Factual Logic: Why Numbers Count
The funny thing about Decision Management technologies is that we obsess with automation but.
The funny thing about Decision Management technologies is that we obsess with automation but. in many instances, projects lose steam before we get a chance to close the loop. As a result, we hope that we are automating the right business logic but we don’t know for sure until much much much later. We have often seen cases where factual feedback only came weeks after deployment!
No feedback loop?
In some cases, business rules are derived from data but we tend to call those predictive models or segmentation logic rather than business rules. Business rules are, generally speaking, heavily judgmental. As an expert, you want to codify how you make decisions. Although we are used to measuring and monitoring the quality of predictive models, we tend not to do that same for business rules. Why? I think it has to do with:
- Tact: Why would you challenge an expert? He/she knows better than anyone else!
- Development context: Data tends to be absent from the environment where we develop the business rules; so data-driven testing is extra effort
- Lack of time & resources: Getting systems wired to make those measurements is an expense that is not mandatory for the system to function; with project delays and other surprises along the way, this is the first capability to be cut
I would argue though that fact-based validation is vital to the success of many decisioning projects if not all. It is common wisdom that Business Intelligence is vital to strategic decision-making. Would you trust a management team to make the right decision in absence of dashboards, based only on intuition or rumors? Of course not… So why wouldn’t we look for the same insight for our operational decisions?

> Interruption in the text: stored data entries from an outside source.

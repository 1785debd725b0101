//! Seed commitment and deterministic value derivation.
//!
//! Randomness enters the engine as a commit-reveal [`SeedCommitment`]: the
//! SHA-256 hash of the server seed is published before any outcome is drawn,
//! and the seed itself is revealed only after settlement. All outcome values
//! derive from the hybrid seed through a fixed, named scheme so a third party
//! can recompute every result byte-for-byte:
//!
//! - `combine`: nibble-wise XOR of left-padded hex strings.
//! - `derive_value(seed, nonce, upper)`: SHA-256 of `"{seed}:{nonce:010}"`,
//!   first 8 bytes big-endian as u64, scaled into `[0, upper)`.
//!
//! No language-default RNG appears anywhere in the outcome path; `OsRng` is
//! used only to mint server seeds and local fallback entropy.

use serde::{Deserialize, Serialize};
use sha2::{Digest, Sha256};

/// Which entropy sources actually contributed to a commitment. Persisted so
/// audits can distinguish fully hybrid outcomes from degraded fallbacks.
#[derive(Debug, Clone, Copy, PartialEq, Eq, Serialize, Deserialize)]
#[serde(rename_all = "snake_case")]
pub enum EntropyProvenance {
    /// Both the external random API and the block hash contributed.
    Hybrid,
    /// Only the external random API responded.
    ExternalOnly,
    /// Only the block-hash source responded.
    BlockOnly,
    /// Both sources failed; the seed is locally generated CSPRNG output.
    LocalFallback,
}

/// Full seed commitment for one round or pool epoch. The server seed is
/// secret until [`SeedCommitment::reveal`] after settlement; only
/// [`PublicCommitment`] leaves the engine before then.
#[derive(Debug, Clone, Serialize, Deserialize)]
pub struct SeedCommitment {
    pub server_seed: String,
    pub server_seed_hash: String,
    pub external_random: Option<String>,
    pub block_hash: Option<String>,
    pub hybrid_seed: String,
    pub nonce: u64,
    pub provenance: EntropyProvenance,
}

/// The pre-outcome view published at round creation.
#[derive(Debug, Clone, Serialize, Deserialize)]
pub struct PublicCommitment {
    pub server_seed_hash: String,
    pub block_hash: Option<String>,
    pub provenance: EntropyProvenance,
}

/// The post-settlement reveal, sufficient for third-party verification.
#[derive(Debug, Clone, Serialize, Deserialize)]
pub struct RevealedSeed {
    pub server_seed: String,
    pub server_seed_hash: String,
    pub external_random: Option<String>,
    pub block_hash: Option<String>,
    pub hybrid_seed: String,
    pub final_nonce: u64,
    pub provenance: EntropyProvenance,
}

impl SeedCommitment {
    /// Build a commitment from a server seed and whatever external entropy
    /// was obtained. The hybrid seed is the XOR chain of all present parts.
    pub fn new(
        server_seed: String,
        external_random: Option<String>,
        block_hash: Option<String>,
        provenance: EntropyProvenance,
    ) -> Self {
        let server_seed_hash = sha256_hex(server_seed.as_bytes());
        let hybrid_seed = build_hybrid(&server_seed, external_random.as_deref(), block_hash.as_deref());
        Self {
            server_seed,
            server_seed_hash,
            external_random,
            block_hash,
            hybrid_seed,
            nonce: 0,
            provenance,
        }
    }

    pub fn public(&self) -> PublicCommitment {
        PublicCommitment {
            server_seed_hash: self.server_seed_hash.clone(),
            block_hash: self.block_hash.clone(),
            provenance: self.provenance,
        }
    }

    /// Consume the current nonce and advance. Each draw against the
    /// commitment uses a distinct nonce.
    pub fn next_nonce(&mut self) -> u64 {
        let n = self.nonce;
        self.nonce += 1;
        n
    }

    pub fn reveal(&self) -> RevealedSeed {
        RevealedSeed {
            server_seed: self.server_seed.clone(),
            server_seed_hash: self.server_seed_hash.clone(),
            external_random: self.external_random.clone(),
            block_hash: self.block_hash.clone(),
            hybrid_seed: self.hybrid_seed.clone(),
            final_nonce: self.nonce,
            provenance: self.provenance,
        }
    }
}

fn build_hybrid(server_seed: &str, external: Option<&str>, block_hash: Option<&str>) -> String {
    let with_external = combine(server_seed, external.unwrap_or(""));
    combine(&with_external, block_hash.unwrap_or(""))
}

/// Nibble-wise XOR of two hex strings, left-padded to equal length. If one
/// input is empty the result is simply the other, so a degraded commitment
/// still has a well-defined hybrid seed.
pub fn combine(a: &str, b: &str) -> String {
    if a.is_empty() {
        return b.to_lowercase();
    }
    if b.is_empty() {
        return a.to_lowercase();
    }

    let width = a.len().max(b.len());
    let pad = |s: &str| -> Vec<u8> {
        let mut nibbles = vec![0u8; width];
        let offset = width - s.len();
        for (i, c) in s.chars().enumerate() {
            nibbles[offset + i] = c.to_digit(16).unwrap_or(0) as u8;
        }
        nibbles
    };

    let left = pad(a);
    let right = pad(b);
    left.iter()
        .zip(right.iter())
        .map(|(x, y)| std::char::from_digit((x ^ y) as u32, 16).unwrap_or('0'))
        .collect()
}

/// Derive one deterministic integer in `[0, upper)` from the hybrid seed and
/// a draw nonce. Same inputs always yield the same value, on any process.
pub fn derive_value(hybrid_seed: &str, nonce: u64, upper: u64) -> u64 {
    assert!(upper > 0, "derive_value requires a positive upper bound");
    let x = derive_u64(hybrid_seed, nonce);
    // Scale via 128-bit multiply-shift; unbiased enough for the published
    // scheme and exactly reproducible by verifiers.
    ((upper as u128 * x as u128) >> 64) as u64
}

/// The raw 64-bit draw underlying [`derive_value`].
pub fn derive_u64(hybrid_seed: &str, nonce: u64) -> u64 {
    let digest = Sha256::digest(format!("{}:{:010}", hybrid_seed, nonce).as_bytes());
    u64::from_be_bytes(digest[0..8].try_into().expect("digest is 32 bytes"))
}

/// The crash roll defined for the Rugged pool: `[1, 1000]` from
/// `sha256(server_seed + ":" + nonce)`.
pub fn crash_roll(server_seed: &str, nonce: u64) -> u64 {
    let digest = Sha256::digest(format!("{}:{}", server_seed, nonce).as_bytes());
    let x = u64::from_be_bytes(digest[0..8].try_into().expect("digest is 32 bytes"));
    (x % 1000) + 1
}

pub fn sha256_hex(data: &[u8]) -> String {
    hex::encode(Sha256::digest(data))
}

/// Mint a fresh 32-byte server seed from the OS CSPRNG.
pub fn generate_server_seed() -> String {
    use rand::RngCore;
    let mut bytes = [0u8; 32];
    rand::rngs::OsRng.fill_bytes(&mut bytes);
    hex::encode(bytes)
}

/// Third-party verification of a revealed seed: recompute the hash and the
/// hybrid combination from the revealed parts.
pub fn verify_reveal(revealed: &RevealedSeed) -> bool {
    if sha256_hex(revealed.server_seed.as_bytes()) != revealed.server_seed_hash {
        return false;
    }
    let recomputed = build_hybrid(
        &revealed.server_seed,
        revealed.external_random.as_deref(),
        revealed.block_hash.as_deref(),
    );
    recomputed == revealed.hybrid_seed
}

Where no feedback led this insurance company
I may have mentioned this story before, but it really stuck to my mind as I saw the chain of events invariably lead to project failure. I will not name the Insurance company to avoid any embarrassment. I had a chance to meet with the lead architect, a great guy, very capable. He led the Automated Underwriting project beautifully and implemented all the business rules that came from the team of underwriters without a hiccup. The application deployed to the first series of States on time. The systems always deployed on Friday night to allow for a slow ramp up over the weekend. Per company policy, the team was on-call over the weekend. Within hours, the team was called on site to fix the mess. The business rules, that did exactly what the underwriters wanted, did not achieve the business objectives they were looking for! Taken in isolation, each rule made the accept / decline decision it was supposed to, but more often than not the transactions ended up in the refer pile for manual review. There may have been a genuine lack of trust from the underwriters who did not want, consciouly or not, to release control to the automated system. I do not intend any blame here. It is human nature, especially for experts, to keep some oversight on the decisions. If you do not pay attention to the numbers though, you may end up, like them, referring too many transactions and, as a result, flooding the underwriting team with applications to review manually.

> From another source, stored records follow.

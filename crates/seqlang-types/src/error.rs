use crate::{Span, TokenPosition};
use serde::{Deserialize, Serialize};
use std::fmt;

/// Every kind of error the engine can report.
///
/// `SyntaxError` comes from the lexer/parser and carries the raw parser
/// message. All other kinds are produced by the evaluator.
#[derive(Debug, Clone, PartialEq, Eq, Hash, Serialize, Deserialize)]
pub enum ErrorType {
    SyntaxError { message: String },

    // ── Variables & statements ──
    VariableRedeclaration,
    UndeclaredVariable,
    AssignmentMissingName,
    AssignmentMissingExpression,
    OutMissingExpression,
    TopLevelExpressionsUnsupported,

    // ── Arithmetic ──
    MissingOperand,
    MissingLeftOperand,
    MissingRightOperand,
    InvalidArithmeticOperand,
    InvalidArithmeticOperator,
    InvalidNumber,

    // ── Sequences ──
    SequenceStartIsNotInteger,
    SequenceStopIsNotInteger,
    SequenceInvalidBounds,
    SequenceTooLong,
    SequenceMissingStart,
    SequenceMissingStop,
    SequenceExpected,

    // ── map ──
    MapMissingSequence,
    MapMissingLambda,
    MapMissingLambdaId,
    MapMissingLambdaBody,
    MapLambdaReturnsNotNumber,

    // ── reduce ──
    ReduceMissingSequence,
    ReduceMissingNeutral,
    ReduceMissingLambda,
    ReduceMissingLambdaAccumulator,
    ReduceMissingLambdaNext,
    ReduceMissingLambdaBody,
    ReduceNeutralIsNotNumber,
    ReduceLambdaReturnsNotNumber,

    UnsupportedExpression,
}

impl ErrorType {
    /// Human-readable sentence for this kind, embedding the offending snippet.
    pub fn describe(&self, expr: &str) -> String {
        match self {
            Self::SyntaxError { message } => message.clone(),
            Self::VariableRedeclaration => format!("variable is already declared in '{expr}'"),
            Self::UndeclaredVariable => format!("undeclared variable '{expr}'"),
            Self::AssignmentMissingName => format!("missing variable name in '{expr}'"),
            Self::AssignmentMissingExpression => format!("missing assigned expression in '{expr}'"),
            Self::OutMissingExpression => format!("missing expression to output in '{expr}'"),
            Self::TopLevelExpressionsUnsupported => format!(
                "top-level expression '{expr}' is not supported, use 'out' to print its value"
            ),
            Self::MissingOperand => format!("missing operand in '{expr}'"),
            Self::MissingLeftOperand => format!("missing left operand in '{expr}'"),
            Self::MissingRightOperand => format!("missing right operand in '{expr}'"),
            Self::InvalidArithmeticOperand => {
                format!("arithmetic operand '{expr}' is a sequence, expected a number")
            }
            Self::InvalidArithmeticOperator => format!("invalid arithmetic operator '{expr}'"),
            Self::InvalidNumber => format!("invalid number '{expr}'"),
            Self::SequenceStartIsNotInteger => format!("sequence start '{expr}' is not an integer"),
            Self::SequenceStopIsNotInteger => format!("sequence stop '{expr}' is not an integer"),
            Self::SequenceInvalidBounds => {
                format!("sequence '{expr}' has invalid bounds, start is greater than stop")
            }
            Self::SequenceTooLong => format!("sequence '{expr}' has too many elements"),
            Self::SequenceMissingStart => format!("missing start in sequence '{expr}'"),
            Self::SequenceMissingStop => format!("missing stop in sequence '{expr}'"),
            Self::SequenceExpected => format!("expected a sequence, got '{expr}'"),
            Self::MapMissingSequence => format!("missing sequence in '{expr}'"),
            Self::MapMissingLambda => format!("missing lambda in '{expr}'"),
            Self::MapMissingLambdaId => format!("missing lambda parameter in '{expr}'"),
            Self::MapMissingLambdaBody => format!("missing lambda body in '{expr}'"),
            Self::MapLambdaReturnsNotNumber => {
                format!("map lambda '{expr}' must return a number")
            }
            Self::ReduceMissingSequence => format!("missing sequence in '{expr}'"),
            Self::ReduceMissingNeutral => format!("missing neutral element in '{expr}'"),
            Self::ReduceMissingLambda => format!("missing lambda in '{expr}'"),
            Self::ReduceMissingLambdaAccumulator => {
                format!("missing accumulator parameter in '{expr}'")
            }
            Self::ReduceMissingLambdaNext => format!("missing next-element parameter in '{expr}'"),
            Self::ReduceMissingLambdaBody => format!("missing lambda body in '{expr}'"),
            Self::ReduceNeutralIsNotNumber => {
                format!("reduce neutral element '{expr}' is not a number")
            }
            Self::ReduceLambdaReturnsNotNumber => {
                format!("reduce lambda '{expr}' must return a number")
            }
            Self::UnsupportedExpression => format!("unsupported expression '{expr}'"),
        }
    }
}

/// A positioned error from either the syntax or the semantic phase.
///
/// Immutable once created. `stop` is `None` for syntax errors.
#[derive(Debug, Clone, PartialEq, Eq, Serialize, Deserialize)]
pub struct Error {
    pub start: TokenPosition,
    pub stop: Option<TokenPosition>,
    /// The offending source text, verbatim.
    pub expression: String,
    #[serde(rename = "type")]
    pub kind: ErrorType,
}

impl Error {
    /// A syntax error reported by the lexer or parser.
    pub fn syntax(
        start: TokenPosition,
        expression: impl Into<String>,
        message: impl Into<String>,
    ) -> Self {
        Self {
            start,
            stop: None,
            expression: expression.into(),
            kind: ErrorType::SyntaxError {
                message: message.into(),
            },
        }
    }

    /// A semantic error covering `span`.
    pub fn semantic(kind: ErrorType, span: Span, expression: impl Into<String>) -> Self {
        Self {
            start: span.start,
            stop: Some(span.stop),
            expression: expression.into(),
            kind,
        }
    }

    /// Whether this error came from the parser.
    pub fn is_syntax(&self) -> bool {
        matches!(self.kind, ErrorType::SyntaxError { .. })
    }

    /// The human-readable sentence, without position prefix.
    pub fn message(&self) -> String {
        self.kind.describe(&self.expression)
    }
}

impl fmt::Display for Error {
    fn fmt(&self, f: &mut fmt::Formatter<'_>) -> fmt::Result {
        write!(
            f,
            "line {}:{}: {}.",
            self.start.line,
            self.start.position_in_line,
            self.message()
        )
    }
}

impl std::error::Error for Error {}

/// Merge syntax and semantic errors into one list ordered by start position.
///
/// The sort is stable: errors at the same position keep their input order,
/// syntax errors first.
pub fn merge_errors(syntax: Vec<Error>, semantic: Vec<Error>) -> Vec<Error> {
    let mut all = syntax;
    all.extend(semantic);
    all.sort_by_key(|e| (e.start.line, e.start.position_in_line));
    all
}

#[cfg(test)]
mod tests {
    use super::*;

    fn span(line: u32, col: u32) -> Span {
        let p = TokenPosition::new(line, col);
        Span::token(p, 0, 0)
    }

    #[test]
    fn test_display_format() {
        let err = Error::semantic(ErrorType::UndeclaredVariable, span(3, 4), "x");
        assert_eq!(err.to_string(), "line 3:4: undeclared variable 'x'.");
    }

    #[test]
    fn test_syntax_error_has_no_stop() {
        let err = Error::syntax(TokenPosition::new(1, 0), ")", "extraneous input ')'");
        assert!(err.is_syntax());
        assert_eq!(err.stop, None);
        assert_eq!(err.to_string(), "line 1:0: extraneous input ')'.");
    }

    #[test]
    fn test_every_semantic_message_embeds_snippet() {
        let kinds = [
            ErrorType::VariableRedeclaration,
            ErrorType::UndeclaredVariable,
            ErrorType::AssignmentMissingName,
            ErrorType::AssignmentMissingExpression,
            ErrorType::OutMissingExpression,
            ErrorType::TopLevelExpressionsUnsupported,
            ErrorType::MissingOperand,
            ErrorType::MissingLeftOperand,
            ErrorType::MissingRightOperand,
            ErrorType::InvalidArithmeticOperand,
            ErrorType::InvalidArithmeticOperator,
            ErrorType::InvalidNumber,
            ErrorType::SequenceStartIsNotInteger,
            ErrorType::SequenceStopIsNotInteger,
            ErrorType::SequenceInvalidBounds,
            ErrorType::SequenceTooLong,
            ErrorType::SequenceMissingStart,
            ErrorType::SequenceMissingStop,
            ErrorType::SequenceExpected,
            ErrorType::MapMissingSequence,
            ErrorType::MapMissingLambda,
            ErrorType::MapMissingLambdaId,
            ErrorType::MapMissingLambdaBody,
            ErrorType::MapLambdaReturnsNotNumber,
            ErrorType::ReduceMissingSequence,
            ErrorType::ReduceMissingNeutral,
            ErrorType::ReduceMissingLambda,
            ErrorType::ReduceMissingLambdaAccumulator,
            ErrorType::ReduceMissingLambdaNext,
            ErrorType::ReduceMissingLambdaBody,
            ErrorType::ReduceNeutralIsNotNumber,
            ErrorType::ReduceLambdaReturnsNotNumber,
            ErrorType::UnsupportedExpression,
        ];
        for kind in kinds {
            let msg = kind.describe("{1, 2} + q");
            assert!(msg.contains("{1, 2} + q"), "{kind:?} drops the snippet: {msg}");
        }
    }

    #[test]
    fn test_merge_sorts_by_position() {
        let syntax = vec![
            Error::syntax(TokenPosition::new(3, 1), "a", "bad a"),
            Error::syntax(TokenPosition::new(1, 7), "b", "bad b"),
        ];
        let semantic = vec![
            Error::semantic(ErrorType::UndeclaredVariable, span(2, 0), "c"),
            Error::semantic(ErrorType::InvalidNumber, span(1, 2), "d"),
        ];
        let merged = merge_errors(syntax, semantic);
        let order: Vec<_> = merged.iter().map(|e| e.expression.as_str()).collect();
        assert_eq!(order, ["d", "b", "c", "a"]);
    }

    #[test]
    fn test_merge_is_stable_for_equal_positions() {
        let syntax = vec![Error::syntax(TokenPosition::new(1, 4), "s", "bad")];
        let semantic = vec![
            Error::semantic(ErrorType::MissingRightOperand, span(1, 4), "first"),
            Error::semantic(ErrorType::InvalidNumber, span(1, 4), "second"),
        ];
        let merged = merge_errors(syntax, semantic);
        let order: Vec<_> = merged.iter().map(|e| e.expression.as_str()).collect();
        assert_eq!(order, ["s", "first", "second"]);
    }

    #[test]
    fn test_error_json_serialization() {
        let err = Error::semantic(ErrorType::SequenceInvalidBounds, span(1, 4), "{5,1}");
        let json = serde_json::to_string(&err).unwrap();
        assert!(json.contains("\"type\":\"SequenceInvalidBounds\""));
        assert!(json.contains("\"position_in_line\":4"));
        let back: Error = serde_json::from_str(&json).unwrap();
        assert_eq!(back, err);
    }

    #[test]
    fn test_error_determinism_100_iterations() {
        let make = || Error::semantic(ErrorType::SequenceTooLong, span(12, 5), "{0, 1000000000}");
        let first = serde_json::to_string(&make()).unwrap();
        for i in 0..100 {
            let json = serde_json::to_string(&make()).unwrap();
            assert_eq!(first, json, "Determinism failure at iteration {i}");
        }
    }
}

The good news is that, thanks to BRMS technology, they have been able to fix the system in a matter of hours. Had they encoded the logic into spaghetti code, they would not have been able to make the necessary changes in less than months. The project was not the complete failure it could have been, but this first deployment was.
My take-away from this real-life experience is that we need to measure early, we need to measure often, we need to measure continuously.
Let me clarify here that Business Performance testing and monitoring is different from test case testing. In this project, they had individual test cases that were created specifically for each captured rule. The application did what it was supposed to. It was the rate of automation that failed them. One KPI was off and it had disastrous consequences for the project.
By having greater insight in the business performance of decisioning applications at the time of rules authoring, in addition to the measurements after deployment of course, the team would have been able to detect early that the application was to miss the KPI they hoped for. They could have fixed the system way before it hit Production. Everybody could have used a nice and peaceful weekend on deployment day.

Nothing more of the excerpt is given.